Nearly 150 years after the CDC gave students proof-of-vaccination cards to return to school in a smallpox outbreak, we’re using the same playbook.
Around the globe, teams are working on COVID-19 vaccine verification programs so we can go back to all the crowded spaces we so dearly miss.
Problem is, there’s no common standard for developers to use when designing “COVID passports.”
So governments are taking matters into their own hands…
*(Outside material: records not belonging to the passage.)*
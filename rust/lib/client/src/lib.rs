//! Palet HTTP client.
//!
//! [`ResourceClient`] speaks the backend's REST contract for one resource
//! type; [`EntityEditor`] drives a single create/edit form session on top
//! of it. Both are generic over the entity, so companies and pallets share
//! one implementation.
//!
//! # Usage
//!
//! ```ignore
//! use palet_client::{EntityEditor, ResourceClient};
//! use palet_core::Pallet;
//!
//! let editor = EntityEditor::new(ResourceClient::<Pallet>::new("http://localhost:5000"));
//! editor.open_edit(7).await?;
//! editor.set_field("price", "275").await?;
//! editor.submit().await?;
//! ```

mod debounce;
mod editor;
mod error;
mod resource;

pub use debounce::Debouncer;
pub use editor::{Confirm, Deleted, EntityEditor, FormState, Mode};
pub use error::ApiError;
pub use resource::{Ack, ClientOptions, ResourceClient};
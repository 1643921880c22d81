//! Raw form values and per-entity field schemas.

use std::collections::BTreeMap;

use crate::i18n::Message;
use crate::model::{Company, Pallet, Resource};
use crate::validate::{parse_decimal, validate, ValidationErrors};

/// Field values exactly as typed, keyed by backend field name.
#[derive(Debug, Clone, Default, PartialEq, Eq)]
pub struct FormValues(BTreeMap<String, String>);

impl FormValues {
    pub fn new() -> Self {
        Self::default()
    }

    pub fn with(mut self, key: impl Into<String>, value: impl Into<String>) -> Self {
        self.set(key, value);
        self
    }

    pub fn set(&mut self, key: impl Into<String>, value: impl Into<String>) {
        self.0.insert(key.into(), value.into());
    }

    /// Value for `key`; missing fields read as empty.
    pub fn get(&self, key: &str) -> &str {
        self.0.get(key).map(String::as_str).unwrap_or("")
    }

    pub fn contains(&self, key: &str) -> bool {
        self.0.contains_key(key)
    }

    pub fn iter(&self) -> impl Iterator<Item = (&str, &str)> {
        self.0.iter().map(|(k, v)| (k.as_str(), v.as_str()))
    }

    fn id(&self) -> Option<i64> {
        self.get("id").trim().parse().ok()
    }

    fn decimal(&self, key: &str) -> f64 {
        parse_decimal(self.get(key)).unwrap_or(0.0)
    }

    fn quantity(&self, key: &str) -> u32 {
        self.decimal(key) as u32
    }
}

#[derive(Debug, Clone, Copy, PartialEq, Eq)]
pub enum FieldKind {
    /// Non-empty after trimming.
    Text,
    /// Non-empty and contains `@`.
    Email,
    /// A chosen record id, not the placeholder.
    Select,
    /// Decimal ≥ 0.
    Price,
    /// Decimal > 0.
    Dimension,
    /// Whole number > 0.
    Quantity,
}

#[derive(Debug, Clone, Copy, PartialEq, Eq)]
pub struct Field {
    pub key: &'static str,
    pub label: &'static str,
    pub kind: FieldKind,
}

impl Field {
    pub const fn new(key: &'static str, label: &'static str, kind: FieldKind) -> Self {
        Self { key, label, kind }
    }
}

/// A resource that can be edited through a form.
pub trait Editable: Resource {
    fn schema() -> &'static [Field];

    fn to_form(&self) -> FormValues;

    /// Validate and build the record. Nothing is built if any field fails.
    fn from_form(values: &FormValues) -> Result<Self, ValidationErrors>;

    fn delete_prompt() -> Message;

    fn save_failed() -> Message;

    fn delete_failed() -> Message;
}

const COMPANY_FIELDS: &[Field] = &[
    Field::new("name", "Şirket adı", FieldKind::Text),
    Field::new("contact_email", "E-posta adresi", FieldKind::Email),
];

impl Editable for Company {
    fn schema() -> &'static [Field] {
        COMPANY_FIELDS
    }

    fn to_form(&self) -> FormValues {
        let mut values = FormValues::new()
            .with("name", self.name.as_str())
            .with("contact_email", self.contact_email.as_str());
        if let Some(id) = self.id {
            values.set("id", id.to_string());
        }
        values
    }

    fn from_form(values: &FormValues) -> Result<Self, ValidationErrors> {
        validate(values, COMPANY_FIELDS)?;
        Ok(Company {
            id: values.id(),
            name: values.get("name").trim().to_string(),
            contact_email: values.get("contact_email").trim().to_string(),
        })
    }

    fn delete_prompt() -> Message {
        Message::ConfirmDeleteCompany
    }

    fn save_failed() -> Message {
        Message::CompanySaveFailed
    }

    fn delete_failed() -> Message {
        Message::CompanyDeleteFailed
    }
}

const PALLET_FIELDS: &[Field] = &[
    Field::new("name", "Palet adı", FieldKind::Text),
    Field::new("company_id", "Firma", FieldKind::Select),
    Field::new("price", "Fiyat", FieldKind::Price),
    Field::new("board_thickness", "Tahta kalınlığı", FieldKind::Dimension),
    Field::new("upper_board_length", "Üst tahta uzunluğu", FieldKind::Dimension),
    Field::new("upper_board_width", "Üst tahta genişliği", FieldKind::Dimension),
    Field::new("upper_board_quantity", "Üst tahta adedi", FieldKind::Quantity),
    Field::new("lower_board_length", "Alt tahta uzunluğu", FieldKind::Dimension),
    Field::new("lower_board_width", "Alt tahta genişliği", FieldKind::Dimension),
    Field::new("lower_board_quantity", "Alt tahta adedi", FieldKind::Quantity),
    Field::new("closure_length", "Kapama uzunluğu", FieldKind::Dimension),
    Field::new("closure_width", "Kapama genişliği", FieldKind::Dimension),
    Field::new("closure_quantity", "Kapama adedi", FieldKind::Quantity),
    Field::new("block_length", "Takoz uzunluğu", FieldKind::Dimension),
    Field::new("block_width", "Takoz genişliği", FieldKind::Dimension),
    Field::new("block_height", "Takoz yüksekliği", FieldKind::Dimension),
];

impl Editable for Pallet {
    fn schema() -> &'static [Field] {
        PALLET_FIELDS
    }

    fn to_form(&self) -> FormValues {
        let mut values = FormValues::new()
            .with("name", self.name.as_str())
            .with("company_id", self.company_id.to_string())
            .with("price", self.price.to_string())
            .with("board_thickness", self.board_thickness.to_string())
            .with("upper_board_length", self.upper_board_length.to_string())
            .with("upper_board_width", self.upper_board_width.to_string())
            .with("upper_board_quantity", self.upper_board_quantity.to_string())
            .with("lower_board_length", self.lower_board_length.to_string())
            .with("lower_board_width", self.lower_board_width.to_string())
            .with("lower_board_quantity", self.lower_board_quantity.to_string())
            .with("closure_length", self.closure_length.to_string())
            .with("closure_width", self.closure_width.to_string())
            .with("closure_quantity", self.closure_quantity.to_string())
            .with("block_length", self.block_length.to_string())
            .with("block_width", self.block_width.to_string())
            .with("block_height", self.block_height.to_string());
        if let Some(id) = self.id {
            values.set("id", id.to_string());
        }
        values
    }

    fn from_form(values: &FormValues) -> Result<Self, ValidationErrors> {
        validate(values, PALLET_FIELDS)?;
        Ok(Pallet {
            id: values.id(),
            name: values.get("name").trim().to_string(),
            company_id: values.get("company_id").trim().parse().unwrap_or_default(),
            price: values.decimal("price"),
            board_thickness: values.decimal("board_thickness"),
            upper_board_length: values.decimal("upper_board_length"),
            upper_board_width: values.decimal("upper_board_width"),
            upper_board_quantity: values.quantity("upper_board_quantity"),
            lower_board_length: values.decimal("lower_board_length"),
            lower_board_width: values.decimal("lower_board_width"),
            lower_board_quantity: values.quantity("lower_board_quantity"),
            closure_length: values.decimal("closure_length"),
            closure_width: values.decimal("closure_width"),
            closure_quantity: values.quantity("closure_quantity"),
            block_length: values.decimal("block_length"),
            block_width: values.decimal("block_width"),
            block_height: values.decimal("block_height"),
            total_volume: None,
        })
    }

    fn delete_prompt() -> Message {
        Message::ConfirmDeletePallet
    }

    fn save_failed() -> Message {
        Message::PalletSaveFailed
    }

    fn delete_failed() -> Message {
        Message::PalletDeleteFailed
    }
}
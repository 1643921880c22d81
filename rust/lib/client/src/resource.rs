use std::marker::PhantomData;
use std::time::Duration;

use palet_core::Resource;
use serde::de::DeserializeOwned;
use serde::Deserialize;
use tracing::{debug, warn};

use crate::ApiError;

// ── Options ─────────────────────────────────────────────────────────

/// Connection settings shared by every resource client of one backend.
#[derive(Debug, Clone)]
pub struct ClientOptions {
    pub base_url: String,
    pub timeout: Duration,
}

impl ClientOptions {
    pub fn new(base_url: impl Into<String>) -> Self {
        Self {
            base_url: base_url.into(),
            timeout: Duration::from_secs(30),
        }
    }

    pub fn build_http(&self) -> Result<reqwest::Client, ApiError> {
        Ok(reqwest::Client::builder().timeout(self.timeout).build()?)
    }
}

// ── Responses ───────────────────────────────────────────────────────

/// Mutation acknowledgement: `{"message": "..."}`, or an empty body.
#[derive(Debug, Clone, Default, PartialEq, Eq)]
pub struct Ack {
    pub message: Option<String>,
}

/// The list endpoint may answer with a bare array or an `items` wrapper.
#[derive(Deserialize)]
#[serde(untagged)]
enum ListBody<T> {
    Bare(Vec<T>),
    Wrapped { items: Vec<T> },
}

impl<T> ListBody<T> {
    fn into_items(self) -> Vec<T> {
        match self {
            ListBody::Bare(items) => items,
            ListBody::Wrapped { items } => items,
        }
    }
}

/// Pull `message` (or `error`) out of a JSON body, if it has one.
fn body_message(body: &str) -> Option<String> {
    let value: serde_json::Value = serde_json::from_str(body).ok()?;
    ["message", "error"]
        .iter()
        .find_map(|k| value.get(*k).and_then(|m| m.as_str()))
        .map(str::to_string)
}

// ── ResourceClient ──────────────────────────────────────────────────

/// Type-safe CRUD client for a single resource:
/// `{base_url}/api/{collection}[/{id}]`.
pub struct ResourceClient<T: Resource> {
    http: reqwest::Client,
    base_url: String,
    _phantom: PhantomData<T>,
}

impl<T: Resource> Clone for ResourceClient<T> {
    fn clone(&self) -> Self {
        Self {
            http: self.http.clone(),
            base_url: self.base_url.clone(),
            _phantom: PhantomData,
        }
    }
}

impl<T: Resource> ResourceClient<T> {
    pub fn new(base_url: impl Into<String>) -> Self {
        Self::with_http(reqwest::Client::new(), base_url)
    }

    /// Share one connection pool across resource types.
    pub fn with_http(http: reqwest::Client, base_url: impl Into<String>) -> Self {
        Self {
            http,
            base_url: base_url.into().trim_end_matches('/').to_string(),
            _phantom: PhantomData,
        }
    }

    pub fn from_options(options: &ClientOptions) -> Result<Self, ApiError> {
        Ok(Self::with_http(options.build_http()?, options.base_url.as_str()))
    }

    pub fn base_url(&self) -> &str {
        &self.base_url
    }

    fn collection_url(&self) -> String {
        format!("{}/api/{}", self.base_url, T::collection())
    }

    fn item_url(&self, id: i64) -> String {
        format!("{}/{}", self.collection_url(), id)
    }

    /// Map a non-2xx response to [`ApiError::Server`].
    async fn check(resp: reqwest::Response) -> Result<reqwest::Response, ApiError> {
        let status = resp.status();
        if status.is_success() {
            return Ok(resp);
        }
        let body = resp.text().await.unwrap_or_default();
        let message = body_message(&body).unwrap_or_default();
        warn!(status = status.as_u16(), %message, "{} request failed", T::singular());
        Err(ApiError::Server {
            status: status.as_u16(),
            message,
        })
    }

    async fn parse<R: DeserializeOwned>(resp: reqwest::Response) -> Result<R, ApiError> {
        let resp = Self::check(resp).await?;
        resp.json::<R>()
            .await
            .map_err(|e| ApiError::Decode(format!("response body: {}", e)))
    }

    async fn ack(resp: reqwest::Response) -> Result<Ack, ApiError> {
        let resp = Self::check(resp).await?;
        let body = resp.text().await?;
        Ok(Ack {
            message: body_message(&body),
        })
    }

    /// List all records.
    pub async fn list(&self) -> Result<Vec<T>, ApiError> {
        let url = self.collection_url();
        debug!(%url, "GET");
        let resp = self.http.get(&url).send().await?;
        let body: ListBody<T> = Self::parse(resp).await?;
        Ok(body.into_items())
    }

    /// Get a record by ID.
    pub async fn get(&self, id: i64) -> Result<T, ApiError> {
        let url = self.item_url(id);
        debug!(%url, "GET");
        let resp = self.http.get(&url).send().await?;
        Self::parse(resp).await
    }

    /// Create a new record.
    pub async fn create(&self, item: &T) -> Result<Ack, ApiError> {
        let url = self.collection_url();
        debug!(%url, "POST");
        let resp = self.http.post(&url).json(item).send().await?;
        Self::ack(resp).await
    }

    /// Replace an existing record by ID.
    pub async fn update(&self, id: i64, item: &T) -> Result<Ack, ApiError> {
        let url = self.item_url(id);
        debug!(%url, "PUT");
        let resp = self.http.put(&url).json(item).send().await?;
        Self::ack(resp).await
    }

    /// Delete a record by ID.
    pub async fn delete(&self, id: i64) -> Result<Ack, ApiError> {
        let url = self.item_url(id);
        debug!(%url, "DELETE");
        let resp = self.http.delete(&url).send().await?;
        Self::ack(resp).await
    }
}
… by introducing certifications of all kinds in cities and countries around the world:
- LA County’s vaccinated residents get physical CDC cards as well as digital cards for mobile wallets
- People in China use a symptom-checking app to access hotels and subways
- The European Union is looking at a vaccine certification plan
These programs are a nice start, but the lack of global coordination makes the efforts a far cry from universally accessible applications we could expect to use at airport check-ins.
Cue: Big Tech
With governments failing to collab, Microsoft, Oracle, and Salesforce teamed up with healthcare giants Mayo Clinic and Epic, among others, to build a passport dream team.
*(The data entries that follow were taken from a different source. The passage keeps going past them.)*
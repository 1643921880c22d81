//! `palet status`: probe the current context's backend.

use anyhow::Result;
use palet_core::{Company, Message};

use super::Target;

pub async fn run(target: &Target) -> Result<()> {
    println!("Context:   {}", target.context);
    println!("Server:    {}", target.server);
    println!("Locale:    {}", target.locale);

    let client = target.client::<Company>()?;
    match client.list().await {
        Ok(companies) => println!("Status:    connected ({} companies)", companies.len()),
        Err(e) => println!(
            "Status:    disconnected ({})",
            e.user_message(target.locale, Message::Generic)
        ),
    }
    Ok(())
}
//! `palet`: command-line client for the pallet catalogue backend.
//!
//! Manages contexts, lists and edits companies and pallet designs, and
//! runs the desi calculator offline.

mod commands;
mod config;

use clap::{Parser, Subcommand};
use palet_core::Locale;
use tracing_subscriber::EnvFilter;

use commands::desi::DesiArgs;
use commands::pallet::FilterArgs;
use commands::{Output, Target};

/// Palet CLI tool.
#[derive(Parser, Debug)]
#[command(name = "palet", about = "Pallet catalogue CLI client")]
struct Cli {
    /// Path to client config file (default: ~/.palet/config.toml).
    #[arg(long = "config", global = true, env = "PALET_CONFIG")]
    config: Option<String>,

    /// Output format.
    #[arg(long = "output", short = 'o', global = true, value_enum, default_value_t = Output::Table)]
    output: Output,

    /// Message language (tr, en). Overrides the context's locale.
    #[arg(long, global = true)]
    locale: Option<Locale>,

    #[command(subcommand)]
    command: Commands,
}

#[derive(Subcommand, Debug)]
enum Commands {
    /// Manage backend contexts.
    Context {
        #[command(subcommand)]
        action: ContextAction,
    },

    /// Switch the current context.
    Use {
        #[command(subcommand)]
        what: UseWhat,
    },

    /// Companies.
    Company {
        #[command(subcommand)]
        action: CompanyAction,
    },

    /// Pallet designs.
    Pallet {
        #[command(subcommand)]
        action: PalletAction,
    },

    /// Compute pallet volume (desi) from dimensions.
    Desi(DesiArgs),

    /// Check the backend of the current context.
    Status,

    /// Show version.
    Version,
}

#[derive(Subcommand, Debug)]
enum ContextAction {
    /// List all contexts.
    List,
    /// Create a context or change its properties. `--locale` sets the
    /// context's default language.
    Set {
        name: String,
        #[arg(long)]
        server: Option<String>,
    },
    /// Delete a context.
    Delete { name: String },
}

#[derive(Subcommand, Debug)]
enum UseWhat {
    /// Switch to a context.
    Context { name: String },
}

#[derive(Subcommand, Debug)]
enum CompanyAction {
    List {
        #[arg(long)]
        search: Option<String>,
        /// name_asc or name_desc.
        #[arg(long)]
        sort: Option<String>,
    },
    Get {
        id: i64,
    },
    Create {
        #[arg(long)]
        name: String,
        #[arg(long)]
        email: String,
    },
    Update {
        id: i64,
        #[arg(long)]
        name: Option<String>,
        #[arg(long)]
        email: Option<String>,
    },
    Delete {
        id: i64,
        /// Skip confirmation.
        #[arg(long = "yes", short = 'y')]
        yes: bool,
    },
}

#[derive(Subcommand, Debug)]
enum PalletAction {
    List {
        #[command(flatten)]
        filters: FilterArgs,
        /// e.g. name_asc, price_desc, volume_asc, price_per_desi_desc.
        #[arg(long)]
        sort: Option<String>,
    },
    Get {
        id: i64,
    },
    /// Create from `field=value` pairs, e.g. `name="Euro Palet" price=250`.
    Create {
        #[arg(required = true)]
        fields: Vec<String>,
    },
    /// Change fields of an existing pallet.
    Update {
        id: i64,
        #[arg(required = true)]
        fields: Vec<String>,
    },
    Delete {
        id: i64,
        /// Skip confirmation.
        #[arg(long = "yes", short = 'y')]
        yes: bool,
    },
    /// Print PDF/CSV export URLs for the given filters.
    ExportLinks {
        #[command(flatten)]
        filters: FilterArgs,
    },
    /// Print the details page URL.
    View {
        id: i64,
    },
}

#[tokio::main]
async fn main() -> anyhow::Result<()> {
    tracing_subscriber::fmt()
        .with_env_filter(
            EnvFilter::try_from_default_env().unwrap_or_else(|_| "warn".into()),
        )
        .with_writer(std::io::stderr)
        .init();

    let cli = Cli::parse();

    let config_path = cli
        .config
        .map(std::path::PathBuf::from)
        .unwrap_or_else(config::ClientConfig::default_path);
    let target = || Target::resolve(&config_path, cli.locale, cli.output);

    match cli.command {
        Commands::Context { action } => match action {
            ContextAction::List => commands::context::list(&config_path)?,
            ContextAction::Set { name, server } => {
                commands::context::set(&name, server.as_deref(), cli.locale, &config_path)?
            }
            ContextAction::Delete { name } => commands::context::delete(&name, &config_path)?,
        },

        Commands::Use { what } => match what {
            UseWhat::Context { name } => commands::context::use_context(&name, &config_path)?,
        },

        Commands::Company { action } => {
            let target = target()?;
            match action {
                CompanyAction::List { search, sort } => {
                    commands::company::list(&target, search.as_deref(), sort.as_deref()).await?
                }
                CompanyAction::Get { id } => commands::company::get(&target, id).await?,
                CompanyAction::Create { name, email } => {
                    commands::company::create(&target, &name, &email).await?
                }
                CompanyAction::Update { id, name, email } => {
                    commands::company::update(&target, id, name.as_deref(), email.as_deref())
                        .await?
                }
                CompanyAction::Delete { id, yes } => {
                    commands::company::delete(&target, id, yes).await?
                }
            }
        }

        Commands::Pallet { action } => {
            let target = target()?;
            match action {
                PalletAction::List { filters, sort } => {
                    commands::pallet::list(&target, &filters, sort.as_deref()).await?
                }
                PalletAction::Get { id } => commands::pallet::get(&target, id).await?,
                PalletAction::Create { fields } => {
                    commands::pallet::create(&target, &fields).await?
                }
                PalletAction::Update { id, fields } => {
                    commands::pallet::update(&target, id, &fields).await?
                }
                PalletAction::Delete { id, yes } => {
                    commands::pallet::delete(&target, id, yes).await?
                }
                PalletAction::ExportLinks { filters } => {
                    commands::pallet::export_links(&target, &filters)?
                }
                PalletAction::View { id } => commands::pallet::view(&target, id)?,
            }
        }

        Commands::Desi(args) => {
            let locale = cli.locale.or_else(|| {
                config::ClientConfig::load(&config_path)
                    .ok()
                    .and_then(|c| c.current().map(|ctx| ctx.locale))
            });
            commands::desi::run(&args, cli.output, locale.unwrap_or_default())?
        }

        Commands::Status => commands::status::run(&target()?).await?,

        Commands::Version => println!("palet cli v{}", env!("CARGO_PKG_VERSION")),
    }

    Ok(())
}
The team is working to establish universal standards for verifying, securing, and providing individuals access to vaccination records.
They’re not alone in the space: IBM, The Commons Project, the COVID-19 Credentials Initiative, and the International Air Transport Association are all working on similar systems.
These groups are facing no shortage of challenges
Rapidly building and scaling a global health care platform is cause for concern among privacy hawks.
Some also worry requiring the digital passports can be discriminatory toward those who can’t access the vaccines and to some elderly and homeless populations.
Yet the biggest hurdles are logistical. Anyone trying to take a healthcare platform global faces language barriers, database overload, and privacy laws up the wazoo.
For now, as with anything COVID-related, let’s just wait and see what happens tomorrow.